▶ Your instructions:
After finding the line with "usize, to_lowercase: bool)" in the data below, set down exactly each line through the one with "pub fn validate_practice_name(name: &str)", inclusive, and stop there.
──────── Input material
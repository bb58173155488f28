use crate::ActionError;

/// Maximum stored length of a practice name.
pub const PRACTICE_NAME_MAX: usize = 120;

/// Trims and caps free-text input, optionally lowercasing it.
///
/// Mirrors what every form field goes through before persistence; `None`
/// and empty input both come out as an empty string.
pub fn sanitize(value: Option<&str>, max_length: usize, to_lowercase: bool) -> String {
    let trimmed = value.unwrap_or_default().trim();
    let limited: String = trimmed.chars().take(max_length).collect();
    if to_lowercase {
        limited.to_lowercase()
    } else {
        limited
    }
}

/// Sanitizes a practice name and rejects the empty result.
pub fn validate_practice_name(name: &str) -> Result<String, ActionError> {
    let name = sanitize(Some(name), PRACTICE_NAME_MAX, false);
    if name.is_empty() {
        return Err(ActionError::Validation(
            "Practice name is required".to_owned(),
        ));
    }
    Ok(name)
}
────────────────
▶ Response to the task:
pub fn sanitize(value: Option<&str>, max_length: usize, to_lowercase: bool) -> String {
    let trimmed = value.unwrap_or_default().trim();
    let limited: String = trimmed.chars().take(max_length).collect();
    if to_lowercase {
        limited.to_lowercase()
    } else {
        limited
    }
}

/// Sanitizes a practice name and rejects the empty result.
pub fn validate_practice_name(name: &str) -> Result<String, ActionError> {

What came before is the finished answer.